Review about Goodbye blue sky

Just A Thought | Reviewer: Anonymous | 11/7/09

Both the lyrics and the Gerald Scarfe animation in the film are unequivocal. The song is about the destruction and pain brought by war. Yet I can't help but wonder...

At this point in the story, the first brick (loss of Pink's father through war) is long finished. The second brick (controlling, egomaniacal teachers) has also been placed in the Wall. Side 1 of the vinyl album ends with Mother, which showcases all of Pinks issues with women prior to his discovery of his wife's infidelity.

Ignoring Goodbye Blue Sky for a moment, side 2 (and the third brick) is entirely about Pinks relations with women seen from the post-infidelity vantage point.
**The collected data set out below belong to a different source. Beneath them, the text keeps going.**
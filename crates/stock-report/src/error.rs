//! Error types for stock report operations

use std::time::Duration;
use thiserror::Error;

use crate::engine::PipelineStage;

/// Stock report specific errors
#[derive(Debug, Error)]
pub enum StockError {
    /// The classifier could not determine a market for the input
    #[error(
        "unable to recognize ticker '{0}'; enter a 4-digit Taiwan code or an alphabetic US symbol"
    )]
    UnrecognizedTicker(String),

    /// Invalid stock symbol provided
    #[error("Invalid symbol: {0}")]
    InvalidSymbol(String),

    /// Data not available for the requested symbol
    #[error("Data not available for {symbol}: {reason}")]
    DataUnavailable { symbol: String, reason: String },

    /// A required column is missing from the price data
    #[error("Missing field: {0}")]
    MissingField(String),

    /// An operation needed at least one row
    #[error("Price series is empty")]
    EmptySeries,

    /// Technical indicator construction failed
    #[error("Indicator error: {0}")]
    IndicatorError(String),

    /// A blocking collaborator did not answer in time
    #[error("{operation} timed out after {after:?}")]
    Timeout {
        operation: String,
        after: Duration,
    },

    /// Rate limit exceeded for API
    #[error("Rate limit exceeded for {provider}")]
    RateLimitExceeded { provider: String },

    /// Network or HTTP error
    #[error("Network error: {0}")]
    NetworkError(#[from] reqwest::Error),

    /// JSON parsing error
    #[error("JSON error: {0}")]
    JsonError(#[from] serde_json::Error),

    /// Yahoo Finance API error
    #[error("Yahoo Finance error: {0}")]
    YahooFinanceError(String),

    /// Alpha Vantage API error
    #[error("Alpha Vantage error: {0}")]
    AlphaVantageError(String),

    /// Prompt template error
    #[error("Prompt error: {0}")]
    PromptError(String),

    /// Configuration error
    #[error("Configuration error: {0}")]
    ConfigError(String),
}

/// Result type alias for stock operations
pub type Result<T> = std::result::Result<T, StockError>;

impl From<minijinja::Error> for StockError {
    fn from(err: minijinja::Error) -> Self {
        StockError::PromptError(err.to_string())
    }
}

impl From<report_utils::ConfigError> for StockError {
    fn from(err: report_utils::ConfigError) -> Self {
        StockError::ConfigError(err.to_string())
    }
}

/// A failure trapped by one pipeline stage
///
/// The `Display` output is the user-facing message the response stage turns
/// into an apology.
#[derive(Debug, Error)]
pub enum PipelineError {
    /// The query did not resolve to a supported market
    #[error("{0}")]
    Classification(#[source] StockError),

    /// Price history could not be retrieved
    #[error("failed to fetch stock data: {0}")]
    Fetch(#[source] StockError),

    /// Indicator computation failed
    #[error("analysis failed: {0}")]
    Analysis(#[source] StockError),
}

impl PipelineError {
    /// The stage that trapped the failure
    pub fn stage(&self) -> PipelineStage {
        match self {
            Self::Classification(_) => PipelineStage::Classified,
            Self::Fetch(_) => PipelineStage::Fetched,
            Self::Analysis(_) => PipelineStage::Analyzed,
        }
    }
}

#[cfg(test)]
mod tests {
    use super::*;

    #[test]
    fn test_error_display() {
        let err = StockError::InvalidSymbol("INVALID".to_string());
        assert_eq!(err.to_string(), "Invalid symbol: INVALID");

        let err = StockError::DataUnavailable {
            symbol: "AAPL".to_string(),
            reason: "No data found".to_string(),
        };
        assert_eq!(err.to_string(), "Data not available for AAPL: No data found");

        let err = StockError::Timeout {
            operation: "price history fetch".to_string(),
            after: Duration::from_secs(30),
        };
        assert_eq!(err.to_string(), "price history fetch timed out after 30s");
    }

    #[test]
    fn test_pipeline_error_messages() {
        let err = PipelineError::Fetch(StockError::DataUnavailable {
            symbol: "2330.TW".to_string(),
            reason: "no rows returned".to_string(),
        });
        assert_eq!(
            err.to_string(),
            "failed to fetch stock data: Data not available for 2330.TW: no rows returned"
        );
        assert_eq!(err.stage(), PipelineStage::Fetched);

        let err = PipelineError::Classification(StockError::UnrecognizedTicker("??".to_string()));
        assert!(err.to_string().starts_with("unable to recognize ticker '??'"));
        assert!(matches!(
            err,
            PipelineError::Classification(StockError::UnrecognizedTicker(_))
        ));

        let err = PipelineError::Analysis(StockError::MissingField("close".to_string()));
        assert_eq!(err.to_string(), "analysis failed: Missing field: close");
    }
}
//! Yahoo Finance API client

use crate::error::{Result, StockError};
use crate::series::{PriceBar, PriceSeries};
use chrono::DateTime;
use tracing::debug;
use yahoo_finance_api as yahoo;

/// Window of daily history every report is built from
pub const HISTORY_RANGE: &str = "2mo";

const DAILY_INTERVAL: &str = "1d";

/// Yahoo Finance API client
#[derive(Debug, Clone, Default)]
pub struct YahooFinanceClient {}

impl YahooFinanceClient {
    /// Create a new Yahoo Finance client
    pub fn new() -> Self {
        Self {}
    }

    /// Daily bars for `symbol` over `range` (e.g. "1mo", "2mo", "1y")
    pub async fn get_daily_history(&self, symbol: &str, range: &str) -> Result<PriceSeries> {
        let provider = yahoo::YahooConnector::new()
            .map_err(|e| StockError::YahooFinanceError(e.to_string()))?;

        let response = provider
            .get_quote_range(symbol, DAILY_INTERVAL, range)
            .await
            .map_err(|e| StockError::YahooFinanceError(e.to_string()))?;

        let quotes = response
            .quotes()
            .map_err(|e| StockError::YahooFinanceError(e.to_string()))?;

        let bars: Vec<PriceBar> = quotes
            .iter()
            .filter_map(|q| {
                let date = DateTime::from_timestamp(q.timestamp as i64, 0)?.date_naive();
                Some(PriceBar {
                    date,
                    open: q.open,
                    high: q.high,
                    low: q.low,
                    close: q.close,
                    volume: q.volume,
                })
            })
            .collect();

        debug!(symbol, range, rows = bars.len(), "Fetched daily history");
        Ok(PriceSeries::new(bars))
    }
}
So Goodbye Blue Sky lies right smack in the middle of the portion of the story about Pink's relations with women - right at the cusp of his discovery of her affair.
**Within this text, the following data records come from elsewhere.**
//! Rule-based analysis summary

use crate::error::{Result, StockError};
use crate::fundamentals::FundamentalSnapshot;
use crate::indicators::{IndicatorFrame, IndicatorRow};
use crate::market::Intent;

pub const RSI_OVERBOUGHT: f64 = 70.0;
pub const RSI_OVERSOLD: f64 = 30.0;

/// Summarise the most recent row of `frame` for `intent`
///
/// Fails with [`StockError::EmptySeries`] when the frame has no rows.
pub fn summarize(
    frame: &IndicatorFrame,
    intent: Intent,
    fundamentals: &FundamentalSnapshot,
) -> Result<String> {
    let latest = frame.latest().ok_or(StockError::EmptySeries)?;
    let signals = technical_signals(latest);

    let summary = match intent {
        Intent::Technical if signals.is_empty() => "technical indicators neutral".to_string(),
        Intent::Technical => format!("Technical: {}", signals.join(", ")),
        Intent::Fundamental => fundamental_summary(fundamentals),
        Intent::Basic => {
            let rising = frame
                .previous()
                .is_some_and(|prev| latest.close() > prev.close());
            let direction = if rising { "up" } else { "down" };

            if signals.is_empty() {
                format!("Price trending {direction}")
            } else {
                format!("Price trending {direction}; {}", signals[..signals.len().min(2)].join(", "))
            }
        }
    };

    Ok(summary)
}

/// [`summarize`], degrading a failure into readable text
pub fn summarize_or_explain(
    frame: &IndicatorFrame,
    intent: Intent,
    fundamentals: &FundamentalSnapshot,
) -> String {
    summarize(frame, intent, fundamentals)
        .unwrap_or_else(|e| format!("summary generation failed: {e}"))
}

fn technical_signals(row: &IndicatorRow) -> Vec<String> {
    let close = row.close();
    let mut signals = Vec::with_capacity(3);

    signals.push(
        if close > row.ma_5 && row.ma_5 > row.ma_20 {
            "short-term uptrend"
        } else if close < row.ma_5 && row.ma_5 < row.ma_20 {
            "short-term downtrend"
        } else {
            "range-bound"
        }
        .to_string(),
    );

    if let Some(rsi) = row.rsi_14 {
        signals.push(if rsi > RSI_OVERBOUGHT {
            "RSI overbought".to_string()
        } else if rsi < RSI_OVERSOLD {
            "RSI oversold".to_string()
        } else {
            format!("RSI neutral ({rsi:.1})")
        });
    }

    if let (Some(upper), Some(lower)) = (row.bb_upper, row.bb_lower) {
        if close > upper {
            signals.push("breakout above upper band".to_string());
        } else if close < lower {
            signals.push("breakdown below lower band".to_string());
        }
    }

    signals
}

fn fundamental_summary(fundamentals: &FundamentalSnapshot) -> String {
    let mut items = Vec::new();
    if let Some(pe) = fundamentals.pe_ratio {
        items.push(format!("P/E {pe}"));
    }
    if let Some(sector) = &fundamentals.sector {
        items.push(format!("sector {sector}"));
    }

    if items.is_empty() {
        "fundamentals limited".to_string()
    } else {
        format!("Fundamentals: {}", items.join(", "))
    }
}
//! Stock ticker reports
//!
//! Turns a single ticker query into a natural-language market report:
//!
//! - Classification of the query into market (US or Taiwan) and ticker
//! - Two months of daily history from Yahoo Finance
//! - Moving averages (5/20/60), RSI(14) and Bollinger bands
//! - Optional fundamentals from Alpha Vantage
//! - A rule-based summary, an investment stance and an optional AI section
//!   from a local language model
//!
//! # Example
//!
//! ```rust,no_run
//! use stock_report::{ReportConfig, ReportPipeline};
//!
//! # async fn example() -> stock_report::Result<()> {
//! let pipeline = ReportPipeline::from_config(ReportConfig::from_env()?)?;
//! let text = pipeline.call("AAPL").await;
//! println!("{text}");
//! # Ok(())
//! # }
//! ```

pub mod api;
pub mod chart;
pub mod config;
pub mod engine;
pub mod error;
pub mod fundamentals;
pub mod indicators;
pub mod market;
pub mod prompts;
pub mod provider;
pub mod response;
pub mod series;
pub mod summary;

// Re-export main types for convenience
pub use chart::ChartData;
pub use config::{LlmBackend, ReportConfig};
pub use engine::{AnalysisResult, PipelineStage, Report, ReportPipeline, validate_input};
pub use error::{PipelineError, Result, StockError};
pub use fundamentals::FundamentalSnapshot;
pub use indicators::{IndicatorFrame, IndicatorRow};
pub use market::{Intent, Market, Resolution, classify};
pub use provider::{MarketDataProvider, YahooMarketData};
pub use series::{PriceBar, PriceSeries, PriceStats};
Couldn't Goodbye Blue Sky be simultaneously about the loss of innocence that war brings (its obvious meaning) and - as an extension of the metaphor - the loss of innocence that the failure of his marriage brings? The Blue Sky that is about to disappear for Pink is the blue sky of his marriage.
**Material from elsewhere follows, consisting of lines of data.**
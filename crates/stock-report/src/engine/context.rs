//! Per-stage pipeline records
//!
//! Each stage consumes the previous record and produces a narrower or richer
//! one. Nothing is shared between queries.

use crate::fundamentals::FundamentalSnapshot;
use crate::indicators::IndicatorFrame;
use crate::market::Resolution;
use crate::series::{PriceSeries, PriceStats};
use serde::{Deserialize, Serialize};
use std::fmt;

/// States a query moves through
#[derive(Debug, Clone, Copy, PartialEq, Eq, Hash, Serialize, Deserialize)]
pub enum PipelineStage {
    Classified,
    Fetched,
    Analyzed,
    Responded,
    /// Absorbing failure state; only `Responded` follows it
    Errored,
}

impl fmt::Display for PipelineStage {
    fn fmt(&self, f: &mut fmt::Formatter<'_>) -> fmt::Result {
        let name = match self {
            Self::Classified => "classified",
            Self::Fetched => "fetched",
            Self::Analyzed => "analyzed",
            Self::Responded => "responded",
            Self::Errored => "errored",
        };
        f.write_str(name)
    }
}

/// Output of the classify stage
#[derive(Debug, Clone)]
pub struct Classified {
    pub resolution: Resolution,
}

/// Output of the fetch stage
#[derive(Debug, Clone)]
pub struct Fetched {
    pub resolution: Resolution,
    pub series: PriceSeries,
    pub stats: PriceStats,
}

/// Output of the analyze stage
#[derive(Debug, Clone)]
pub struct Analyzed {
    pub resolution: Resolution,
    pub stats: PriceStats,
    pub frame: IndicatorFrame,
    pub fundamentals: FundamentalSnapshot,
    pub summary: String,
}

impl Analyzed {
    /// RSI of the most recent row, if defined
    pub fn latest_rsi(&self) -> Option<f64> {
        self.frame.latest().and_then(|row| row.rsi_14)
    }
}
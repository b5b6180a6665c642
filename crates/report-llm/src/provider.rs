//! LLM provider trait definition

use crate::Result;
use async_trait::async_trait;

/// Trait for LLM providers
///
/// Implementations turn a fully formed prompt into generated text. Each call is
/// an independent request/response exchange; providers hold no conversation
/// state between calls.
#[async_trait]
pub trait LLMProvider: Send + Sync {
    /// Generate a completion for `prompt`
    ///
    /// # Returns
    ///
    /// The generated text, trimmed of surrounding whitespace
    async fn generate(&self, prompt: &str) -> Result<String>;

    /// Get the provider name (e.g., "ollama", "openai")
    fn name(&self) -> &str;
}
While the lyrics and film sequence are clearly pointing to the Blue Sky over London before the Blitz, is it not possible that Waters (always complex, multilayered, brilliant and deliberate as a lyricist) is also describing the blue sky of Pink's marriage, which is about to be irretrievably darkened?



Re: The first line.... | Reviewer: Anonymous | 10/28/09

After reading the back and forth debating here I can laugh a little (even if it was 07). Most children are not going to acknowledge to their parent... Hey Look, we have irony here mom.... something is not there anymore... Have you not ever watched a child when a plane DOES fly over head, how facinated they are by it??? The track says.. "Look mummy, there is an aeroplane up in the sky." The reason it sounds like "no plane" is because they are using a British Accent. "An" in British - comes out sounding like "n". And the child says "Aero"-Plane.... Not Airplane, like we pronounce in America. Therefore....N Aero mumbled by a child... may sound like no.



wrong. | Reviewer: Cody | 10/23/09

According to Roger Waters, this is about remembering your childhood and then getting ready to set off into the rest of your life. but If I had to guess what caused some of the lyrics is the 1940 bombing of London, even though he wasn't born yet he was born 3 years later but he still had to grow up with the post war madness and cleanup effort plus I'm sure he had military family that fought and died in the war.



wow | Reviewer: Nichole | 10/20/09

Ok, first, beautiful but sad song.

Second... the lead singers name is NOT pink. It's Roger Waters. Christ people.

And third... have you ever heard a small child speak? They aren't exactly articulate with their words, and enunciation isn't usually key at such a young age (which you can assume the child is due to the use of the parental term "mummy"). As someone stated before, she (because I'm assuming it's a little girl, although it's impossible to tell at that young an age) simply runs together the word "an" with the word "aeroplane".



goodbye blue sky | Reviewer: Kylee | 3/30/09

Okay, If you ever get a chance to see the movie "The Wall" it pretty much explain the entire album. The song is written about World War 2 and the effects that it had on Pink as a child. And yes, there is a little girl watching an aeroplane fly over here in the beginning.
You can get the movie at FYE, its pretty awesome.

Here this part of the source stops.